Arquibancada
Esporte Clube Bahia (1931 - 2007)
10/11/2006
Sim, amigos... Este é o fim de uma
estória, que havia sido construída com dedicação,
competência, malandragem (no bom sentido) e, acima de tudo,
com o amor incondicional de uma massa fiel, que nestes quase
76 anos veio comemorando cada um dos inúmeros títulos e
vitórias históricas e sofrendo na carne com as derrotas,
tanto as naturais, decorrentes do processo natural da
estória de um clube de futebol e mais ainda, com as derrotas
esdrúxulas, algumas ainda mais graves, dentro do nosso
“santuário”, a Fonte Nova.
A realidade é que hoje o Bahia encontra-se em situação quase
irreversível de falência.

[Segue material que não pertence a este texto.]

//! Request schema selection.
//!
//! Decides, once per request, which schema the caller wants and whether they
//! may have it. Requests ask in one of three ways, checked in this order:
//!
//! 1. a path `/__change_schema__/<identifier>/`, answered directly;
//! 2. a query parameter `__schema=<identifier>`, answered on GET with a
//!    redirect to the same URL without the parameter;
//! 3. a header `X-Change-Schema: <identifier>`.
//!
//! With none of these and no stored selection, a user authorized for exactly
//! one selectable schema gets it implicitly. An empty identifier deselects.
//!
//! The chosen identifier lives in a [`SessionStore`]; at the start of each
//! request [`activate_for_request`] points the connection at it.

use std::sync::Arc;

use parking_lot::Mutex;
use tracing::debug;

use crate::config::SelectionConfig;
use crate::connection::SchemaConnection;
use crate::context::SchemaSession;
use crate::error::{TenancyError, TenancyResult};
use crate::identifier::{SchemaName, TEMPLATE_SCHEMA};
use crate::registry::{SchemaRegistry, SchemaStore};
use crate::schema::{Schema, UserId};

/// An authenticated user.
#[derive(Debug, Clone, Copy, PartialEq, Eq)]
pub struct User {
    /// User reference.
    pub id: UserId,
    /// Privileged users may select any schema, active or not.
    pub is_privileged: bool,
}

/// Who is making a request.
#[derive(Debug, Clone, Copy, Default, PartialEq, Eq)]
pub enum Principal {
    /// Not authenticated.
    #[default]
    Anonymous,
    /// Authenticated.
    User(User),
}

impl Principal {
    /// An unprivileged user.
    pub fn user(id: UserId) -> Self {
        Self::User(User {
            id,
            is_privileged: false,
        })
    }

    /// A privileged user.
    pub fn privileged(id: UserId) -> Self {
        Self::User(User {
            id,
            is_privileged: true,
        })
    }

    /// The user reference, if authenticated.
    pub fn id(&self) -> Option<UserId> {
        match self {
            Self::Anonymous => None,
            Self::User(user) => Some(user.id),
        }
    }

    /// Check if the principal is privileged.
    pub fn is_privileged(&self) -> bool {
        matches!(self, Self::User(user) if user.is_privileged)
    }
}

/// Session storage holding the selected identifier between requests.
pub trait SessionStore: Send + Sync {
    /// The stored identifier.
    fn selected_schema(&self) -> Option<String>;

    /// Store an identifier.
    fn select_schema(&self, name: &SchemaName);

    /// Forget the stored identifier.
    fn clear_schema(&self);
}

impl<T: SessionStore + ?Sized> SessionStore for Arc<T> {
    fn selected_schema(&self) -> Option<String> {
        (**self).selected_schema()
    }

    fn select_schema(&self, name: &SchemaName) {
        (**self).select_schema(name)
    }

    fn clear_schema(&self) {
        (**self).clear_schema()
    }
}

/// In-process session slot. Clones share the slot.
#[derive(Debug, Clone, Default)]
pub struct MemorySession {
    slot: Arc<Mutex<Option<String>>>,
}

impl MemorySession {
    /// An empty session.
    pub fn new() -> Self {
        Self::default()
    }

    /// A session with a stored identifier, which is not validated.
    pub fn with_selection(name: impl Into<String>) -> Self {
        Self {
            slot: Arc::new(Mutex::new(Some(name.into()))),
        }
    }
}

impl SessionStore for MemorySession {
    fn selected_schema(&self) -> Option<String> {
        self.slot.lock().clone()
    }

    fn select_schema(&self, name: &SchemaName) {
        *self.slot.lock() = Some(name.to_string());
    }

    fn clear_schema(&self) {
        *self.slot.lock() = None;
    }
}

/// An explicit request to change the selection.
#[derive(Debug, Clone, PartialEq, Eq)]
pub enum ChangeRequest {
    /// From the change path.
    Path(String),
    /// From the query string.
    Query(String),
    /// From the header.
    Header(String),
}

impl ChangeRequest {
    /// Requested identifier; empty means deselect.
    pub fn identifier(&self) -> &str {
        match self {
            Self::Path(id) | Self::Query(id) | Self::Header(id) => id,
        }
    }
}

/// Find the highest priority change request.
pub fn find_change_request(
    config: &SelectionConfig,
    path: &str,
    query: Option<&str>,
    header: Option<&str>,
) -> Option<ChangeRequest> {
    // The identifier is the first segment after the prefix.
    let from_path = path
        .strip_prefix(config.change_path_prefix.as_str())
        .and_then(|rest| rest.split('/').next());
    if let Some(id) = from_path {
        return Some(ChangeRequest::Path(id.to_string()));
    }

    let from_query = query.and_then(|q| {
        url::form_urlencoded::parse(q.as_bytes())
            .find(|(key, _)| *key == config.query_param)
            .map(|(_, value)| value.into_owned())
    });
    if let Some(id) = from_query {
        return Some(ChangeRequest::Query(id));
    }

    header.map(|id| ChangeRequest::Header(id.trim().to_string()))
}

/// Remove a parameter from a query string, keeping the others in order.
///
/// ```rust
/// use tenantry_core::selection::strip_query_param;
///
/// assert_eq!(strip_query_param("/items", Some("__schema=a&page=2"), "__schema"), "/items?page=2");
/// assert_eq!(strip_query_param("/items", Some("__schema=a"), "__schema"), "/items");
/// ```
pub fn strip_query_param(path: &str, query: Option<&str>, param: &str) -> String {
    let Some(query) = query else {
        return path.to_string();
    };
    let mut kept = url::form_urlencoded::Serializer::new(String::new());
    let mut any = false;
    for (key, value) in url::form_urlencoded::parse(query.as_bytes()) {
        if key != param {
            kept.append_pair(&key, &value);
            any = true;
        }
    }
    if any {
        format!("{}?{}", path, kept.finish())
    } else {
        path.to_string()
    }
}

/// The parts of a request selection looks at.
#[derive(Debug, Clone, Copy)]
pub struct RequestInfo<'a> {
    /// Check if the method is GET.
    pub is_get: bool,
    /// Request path.
    pub path: &'a str,
    /// Raw query string.
    pub query: Option<&'a str>,
    /// Value of the change header.
    pub header: Option<&'a str>,
}

/// What the request pipeline should do after selection.
#[derive(Debug, Clone, PartialEq, Eq)]
pub enum SelectionOutcome {
    /// Answer the change path directly. `None` means deselected.
    Respond(Option<SchemaName>),
    /// Redirect a GET to this location.
    Redirect(String),
    /// Run the handler.
    Continue,
}

/// Applies the selection rules against the registry.
pub struct SchemaSelector<S> {
    registry: Arc<SchemaRegistry<S>>,
    config: SelectionConfig,
}

impl<S> Clone for SchemaSelector<S> {
    fn clone(&self) -> Self {
        Self {
            registry: self.registry.clone(),
            config: self.config.clone(),
        }
    }
}

impl<S: SchemaStore> SchemaSelector<S> {
    /// Create a selector.
    pub fn new(registry: Arc<SchemaRegistry<S>>, config: SelectionConfig) -> Self {
        Self { registry, config }
    }

    /// Selection settings.
    pub fn config(&self) -> &SelectionConfig {
        &self.config
    }

    /// The registry.
    pub fn registry(&self) -> &Arc<SchemaRegistry<S>> {
        &self.registry
    }

    /// Resolve and store the request's selection.
    ///
    /// Errors are selection failures to be answered with 403.
    pub async fn select(
        &self,
        request: &RequestInfo<'_>,
        principal: &Principal,
        store: &dyn SessionStore,
    ) -> TenancyResult<SelectionOutcome> {
        let change =
            find_change_request(&self.config, request.path, request.query, request.header);

        match change {
            Some(ChangeRequest::Path(id)) => {
                let selected = self.change_schema(principal, &id, store).await?;
                Ok(SelectionOutcome::Respond(selected))
            }
            Some(ChangeRequest::Query(id)) => {
                self.change_schema(principal, &id, store).await?;
                if request.is_get {
                    Ok(SelectionOutcome::Redirect(strip_query_param(
                        request.path,
                        request.query,
                        &self.config.query_param,
                    )))
                } else {
                    Ok(SelectionOutcome::Continue)
                }
            }
            Some(ChangeRequest::Header(id)) => {
                self.change_schema(principal, &id, store).await?;
                Ok(SelectionOutcome::Continue)
            }
            None => {
                if store.selected_schema().is_none() {
                    self.select_implicit(principal, store).await?;
                }
                Ok(SelectionOutcome::Continue)
            }
        }
    }

    /// Authorize and store an explicit selection.
    ///
    /// An empty identifier deselects. Refusing the template or an anonymous
    /// principal also clears the stored selection; other refusals keep it.
    pub async fn change_schema(
        &self,
        principal: &Principal,
        identifier: &str,
        store: &dyn SessionStore,
    ) -> TenancyResult<Option<SchemaName>> {
        let identifier = identifier.trim();
        if identifier.is_empty() {
            self.registry.events().session_changing(principal, None).await?;
            store.clear_schema();
            debug!("Schema deselected");
            return Ok(None);
        }

        let Principal::User(user) = principal else {
            store.clear_schema();
            return Err(TenancyError::forbidden(identifier)
                .with_help("Anonymous requests cannot select a schema"));
        };

        if identifier == TEMPLATE_SCHEMA {
            store.clear_schema();
            return Err(TenancyError::template_activation());
        }

        let schema = self
            .registry
            .find(identifier)
            .await?
            .ok_or_else(|| TenancyError::not_found(identifier))?;

        if !user.is_privileged && !schema.admits(user.id) {
            return Err(TenancyError::forbidden(identifier));
        }

        self.store_selection(principal, &schema, store).await?;
        Ok(Some(schema.name))
    }

    /// Select the principal's only selectable schema, if there is exactly one.
    pub async fn select_implicit(
        &self,
        principal: &Principal,
        store: &dyn SessionStore,
    ) -> TenancyResult<Option<SchemaName>> {
        let Principal::User(user) = principal else {
            return Ok(None);
        };

        let mut candidates: Vec<Schema> = self
            .registry
            .schemata_for(user.id)
            .await?
            .into_iter()
            .filter(|schema| schema.is_active || user.is_privileged)
            .collect();
        if candidates.len() != 1 {
            return Ok(None);
        }
        let Some(schema) = candidates.pop() else {
            return Ok(None);
        };

        self.store_selection(principal, &schema, store).await?;
        Ok(Some(schema.name))
    }

    async fn store_selection(
        &self,
        principal: &Principal,
        schema: &Schema,
        store: &dyn SessionStore,
    ) -> TenancyResult<()> {
        self.registry
            .events()
            .session_changing(principal, Some(schema))
            .await?;
        store.select_schema(&schema.name);
        debug!(schema = %schema.name, user = ?principal.id(), "Schema selected");
        Ok(())
    }
}

/// Point the session at the stored selection, or at nothing.
///
/// A stored template or malformed identifier is cleared from the store so the
/// next request does not fail the same way.
pub async fn activate_for_request<C: SchemaConnection>(
    store: &dyn SessionStore,
    session: &mut SchemaSession<C>,
) -> TenancyResult<()> {
    session.deactivate().await?;
    let Some(selected) = store.selected_schema() else {
        return Ok(());
    };
    match session.activate(&selected).await {
        Err(e) if e.is_template_activation() || e.is_validation() => {
            store.clear_schema();
            Err(e)
        }
        result => result,
    }
}

/// Turn a missing relation into "selection required" when nothing is selected.
///
/// Every other error passes through unchanged.
pub fn require_selection(err: TenancyError, store: &dyn SessionStore) -> TenancyError {
    if err.is_undefined_relation() && store.selected_schema().is_none() {
        TenancyError::selection_required().with_source(err)
    } else {
        err
    }
}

Dívidas com funcionários,
jogadores, técnicos e fornecedores, que se avolumam em
velocidade exponencial, mais de uma centena de ações
trabalhistas para resolver, má condução dos negócios,
contratações de uma “carreta” de jogadores “de empresário”,
uma já muito tardia revolta por parte da torcida, que estará
ausente durante algumas partidas devido à punição já vigente
pela invasão de campo no dia da tragédia perante o Ipatinga,
a descrença do mercado, a completa ausência de credibilidade
para captar recursos e investidores, a soberba irracional de
sua “diretoria”, que, em minha opinião, vem assaltando os
cofres tricolores há muitos anos e teme que algum
oposicionista chegue ao poder e descubra todas as falcatruas
já realizadas, situação falimentar declarada pelo STJD, e,
além de tudo, deveremos estacionar nos porões do futebol
brasileiro, enquanto nosso arqui-rival encontra-se com boas
perspectivas de retornar à Série B, apenas um ano após a
queda de ambos.
Fiz questão de ressaltar o ano de 2007 como sendo a “data da
morte”, porque está claro: não chegaremos à Série B desta
vez, dependeremos de ser ao menos vice-campeões baianos,
tarefa hoje muito difícil diante do apequenamento do clube,
para garantir o direito de tentar mais uma vez a sorte na
hoje complicada Série C do Brasileiro. Além disso tudo há
ainda a desgraçada situação financeira, que será ainda pior
em 2007.
Então, diante disto entendo o seguinte: a estratégia a ser
adotada pelos que amam o Bahia é a famosa estratégia do
“dividir para conquistar”. Já que aquela corja que insiste
em sugar até a última gota de sangue do clube não sai,
saiamos nós, fundemos um novo clube, que poderia chamar-se
Bahia Futebol Clube e usemos todas as referências possíveis
do nosso antigo e querido Bahia, para que nunca esqueçamos e
nem reeditemos as besteiras realizadas pelas últimas
“administrações” tricolores.
A idéia consiste em deixar para estas sanguessugas a massa
falida e os passivos do Bahia para que eles, os culpados, os
incompetentes, as bestas, arquem e decidam o que fazer. Já
nós, iniciaríamos uma nova estória, sem dívidas, sem
pilantragens, sem conselheiros lambe-botas a serviço da
corja, com uma torcida de 5, 6 ou 8 milhões de pessoas (a
depender da fonte), liderada neste primeiro momento por
notáveis tricolores, capazes de lograr êxito com tal
empreitada, de forma profissional e adotando os preceitos da
administração moderna.
A alternativa seria tomar o Bahia na “marra” e trabalhar
muito, mas muito mesmo para desfazer o descalabro instalado
nas hostes tricolores.
Marcelo Andrade Ferreira, Salvador-BA.